When a paper trick becomes reusable outside a project, save it as a standalone trick card:

codex-math-python /Users/mingfeijiang/.codex/skills/theory-proof-workbench/scripts/new_trick_card.py "TRICK NAME" --source "PAPER/APPENDIX/LEMMA" --shape "PROBLEM SHAPE" --obstruction "OBSTRUCTION SOLVED"

Prefer saving into a proof project:

codex-math-python /Users/mingfeijiang/.codex/skills/theory-proof-workbench/scripts/new_trick_card.py "TRICK NAME" --project path/to/proof_project --source "PAPER/APPENDIX/LEMMA" --shape "PROBLEM SHAPE" --obstruction "OBSTRUCTION SOLVED"
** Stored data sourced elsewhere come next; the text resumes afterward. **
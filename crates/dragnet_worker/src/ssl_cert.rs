//! SSL certificate retrieval.
//!
//! Connects with verification off, captures the presented leaf
//! certificate, and decodes the fields the store keeps: subject/issuer,
//! validity window, fingerprints, SANs and the interesting extensions.

use std::collections::BTreeMap;
use std::time::Duration;

use chrono::DateTime;
use sha1::{Digest, Sha1};
use sha2::Sha256;
use tokio::net::TcpStream;
use tokio::time::timeout;
use tokio_rustls::TlsConnector;
use tracing::debug;
use x509_parser::extensions::{DistributionPointName, GeneralName, ParsedExtension};
use x509_parser::prelude::{FromDer, X509Certificate, X509Name};

use dragnet_db::CertificateRecord;
use dragnet_protocol::defaults::SSL_TIMEOUT_SECS;

use crate::tls;

/// Grabs TLS certificates from hosts.
pub struct SslCertGrabber {
    timeout: Duration,
}

impl Default for SslCertGrabber {
    fn default() -> Self {
        Self::new(Duration::from_secs(SSL_TIMEOUT_SECS))
    }
}

impl SslCertGrabber {
    pub fn new(timeout: Duration) -> Self {
        Self { timeout }
    }

    /// Retrieve and decode the certificate presented at `host_ip:port`.
    /// Handshake or parse failures are best-effort: logged and None.
    pub async fn grab(&self, host_ip: &str, port: u16) -> Option<CertificateRecord> {
        let der = match self.fetch_peer_der(host_ip, port).await {
            Ok(Some(der)) => der,
            Ok(None) => return None,
            Err(err) => {
                debug!(host_ip, port, %err, "certificate grab failed");
                return None;
            }
        };
        parse_certificate(&der, host_ip, port)
    }

    async fn fetch_peer_der(&self, host_ip: &str, port: u16) -> anyhow::Result<Option<Vec<u8>>> {
        let stream = timeout(self.timeout, TcpStream::connect((host_ip, port))).await??;

        let connector = TlsConnector::from(tls::insecure_client_config());
        let name = tls::server_name(host_ip)
            .ok_or_else(|| anyhow::anyhow!("invalid server name: {host_ip}"))?;
        let tls_stream = timeout(self.timeout, connector.connect(name, stream)).await??;

        let (_, session) = tls_stream.get_ref();
        Ok(session
            .peer_certificates()
            .and_then(|certs| certs.first())
            .map(|cert| cert.as_ref().to_vec()))
    }
}

/// Decode a DER certificate into the storable record.
pub fn parse_certificate(der: &[u8], host_ip: &str, port: u16) -> Option<CertificateRecord> {
    let (_, cert) = match X509Certificate::from_der(der) {
        Ok(parsed) => parsed,
        Err(err) => {
            debug!(host_ip, port, %err, "certificate parse failed");
            return None;
        }
    };

    let subject = name_attributes(cert.subject());
    let issuer = name_attributes(cert.issuer());

    let mut extensions = BTreeMap::new();
    let mut san_domains = Vec::new();
    for ext in cert.extensions() {
        match ext.parsed_extension() {
            ParsedExtension::SubjectAlternativeName(san) => {
                let mut names = Vec::new();
                for name in &san.general_names {
                    match name {
                        GeneralName::DNSName(dns) => {
                            names.push(format!("DNS:{dns}"));
                            san_domains.push(dns.to_string());
                        }
                        GeneralName::IPAddress(ip) => {
                            names.push(format!("IP:{}", hex::encode(ip)));
                        }
                        other => names.push(format!("{other}")),
                    }
                }
                extensions.insert("subjectAltName".to_string(), names.join(", "));
            }
            ParsedExtension::KeyUsage(ku) => {
                extensions.insert("keyUsage".to_string(), ku.to_string());
            }
            ParsedExtension::ExtendedKeyUsage(eku) => {
                let mut uses = Vec::new();
                if eku.any {
                    uses.push("any".to_string());
                }
                if eku.server_auth {
                    uses.push("serverAuth".to_string());
                }
                if eku.client_auth {
                    uses.push("clientAuth".to_string());
                }
                if eku.code_signing {
                    uses.push("codeSigning".to_string());
                }
                if eku.email_protection {
                    uses.push("emailProtection".to_string());
                }
                if eku.time_stamping {
                    uses.push("timeStamping".to_string());
                }
                if eku.ocsp_signing {
                    uses.push("ocspSigning".to_string());
                }
                for oid in &eku.other {
                    uses.push(oid.to_id_string());
                }
                extensions.insert("extendedKeyUsage".to_string(), uses.join(", "));
            }
            ParsedExtension::BasicConstraints(bc) => {
                let mut value = format!("CA:{}", if bc.ca { "TRUE" } else { "FALSE" });
                if let Some(len) = bc.path_len_constraint {
                    value.push_str(&format!(", pathlen:{len}"));
                }
                extensions.insert("basicConstraints".to_string(), value);
            }
            ParsedExtension::AuthorityKeyIdentifier(aki) => {
                if let Some(key_id) = &aki.key_identifier {
                    extensions.insert(
                        "authorityKeyIdentifier".to_string(),
                        hex::encode_upper(key_id.0),
                    );
                }
            }
            ParsedExtension::SubjectKeyIdentifier(ski) => {
                extensions.insert("subjectKeyIdentifier".to_string(), hex::encode_upper(ski.0));
            }
            ParsedExtension::CRLDistributionPoints(points) => {
                let mut uris = Vec::new();
                for point in points.iter() {
                    if let Some(DistributionPointName::FullName(names)) = &point.distribution_point
                    {
                        for name in names {
                            if let GeneralName::URI(uri) = name {
                                uris.push(uri.to_string());
                            }
                        }
                    }
                }
                if !uris.is_empty() {
                    extensions.insert("crlDistributionPoints".to_string(), uris.join(", "));
                }
            }
            ParsedExtension::AuthorityInfoAccess(aia) => {
                let mut entries = Vec::new();
                for desc in &aia.accessdescs {
                    if let GeneralName::URI(uri) = &desc.access_location {
                        entries.push(format!("{} - {uri}", desc.access_method.to_id_string()));
                    }
                }
                if !entries.is_empty() {
                    extensions.insert("authorityInfoAccess".to_string(), entries.join(", "));
                }
            }
            _ => {}
        }
    }

    // Domains: CN plus every DNS SAN.
    let mut domains = Vec::new();
    if let Some(cn) = subject.get("CN") {
        domains.push(cn.clone());
    }
    for san in san_domains {
        if !domains.contains(&san) {
            domains.push(san);
        }
    }

    Some(CertificateRecord {
        host_ip: host_ip.to_string(),
        port,
        subject,
        issuer,
        version: Some((cert.version().0 + 1).to_string()),
        serial_number: Some(cert.raw_serial_as_string()),
        not_before: asn1_time_to_rfc3339(cert.validity().not_before.timestamp()),
        not_after: asn1_time_to_rfc3339(cert.validity().not_after.timestamp()),
        fingerprint_sha1: fingerprint_sha1(der),
        fingerprint_sha256: fingerprint_sha256(der),
        signature_algorithm: Some(cert.signature_algorithm.algorithm.to_id_string()),
        extensions,
        domains,
        raw_certificate: hex::encode(der),
    })
}

fn name_attributes(name: &X509Name<'_>) -> BTreeMap<String, String> {
    let mut attrs = BTreeMap::new();
    let mut put = |key: &str, value: Option<&str>| {
        if let Some(value) = value {
            attrs.insert(key.to_string(), value.to_string());
        }
    };
    put(
        "CN",
        name.iter_common_name().next().and_then(|a| a.as_str().ok()),
    );
    put(
        "O",
        name.iter_organization().next().and_then(|a| a.as_str().ok()),
    );
    put(
        "OU",
        name.iter_organizational_unit()
            .next()
            .and_then(|a| a.as_str().ok()),
    );
    put("C", name.iter_country().next().and_then(|a| a.as_str().ok()));
    put(
        "ST",
        name.iter_state_or_province()
            .next()
            .and_then(|a| a.as_str().ok()),
    );
    put(
        "L",
        name.iter_locality().next().and_then(|a| a.as_str().ok()),
    );
    attrs
}

fn asn1_time_to_rfc3339(unix: i64) -> Option<String> {
    DateTime::from_timestamp(unix, 0).map(|dt| dt.to_rfc3339())
}

/// Uppercase hex SHA-1 fingerprint of the DER bytes.
pub fn fingerprint_sha1(der: &[u8]) -> String {
    let mut hasher = Sha1::new();
    hasher.update(der);
    hex::encode_upper(hasher.finalize())
}

/// Uppercase hex SHA-256 fingerprint of the DER bytes.
pub fn fingerprint_sha256(der: &[u8]) -> String {
    let mut hasher = Sha256::new();
    hasher.update(der);
    hex::encode_upper(hasher.finalize())
}

#[cfg(test)]
mod tests {
    use super::*;

    #[test]
    fn fingerprints_are_stable_uppercase_hex() {
        let der = b"not a real certificate";
        let sha1 = fingerprint_sha1(der);
        let sha256 = fingerprint_sha256(der);
        assert_eq!(sha1.len(), 40);
        assert_eq!(sha256.len(), 64);
        assert_eq!(sha1, sha1.to_uppercase());
        assert_eq!(sha256, sha256.to_uppercase());
        // Same bytes, same identity.
        assert_eq!(sha256, fingerprint_sha256(der));
    }

    #[test]
    fn timestamps_render_rfc3339() {
        let rendered = asn1_time_to_rfc3339(0).unwrap();
        assert!(rendered.starts_with("1970-01-01T00:00:00"));
    }

    #[test]
    fn garbage_der_parses_to_none() {
        assert!(parse_certificate(b"garbage", "203.0.113.5", 443).is_none());
    }
}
Keep trick cards local to the proof project first. Standalone cards are for cross-project tricks only. Promote a trick to a global reference only after it has helped on a real proof or clearly identified a false route.

Output Contract

For hard proofs, keep the visible answer compact. Use the ledger and gates internally, but report only what the user needs to trust the result:

  • claim status and verification status,
  • essential assumptions,
  • proof pattern and final proof, or the exact obstruction if still open,
  • missing lemma, counterexample, tool artifact, external pattern, or workstream result only when it materially changes the conclusion,
  • what genuinely changed since the last failed attempt, when the proof has been tried before,
  • next bounded move if the proof is still blocked.

Do not present a polished proof if the key lemma is only guessed. Mark it as a missing lemma.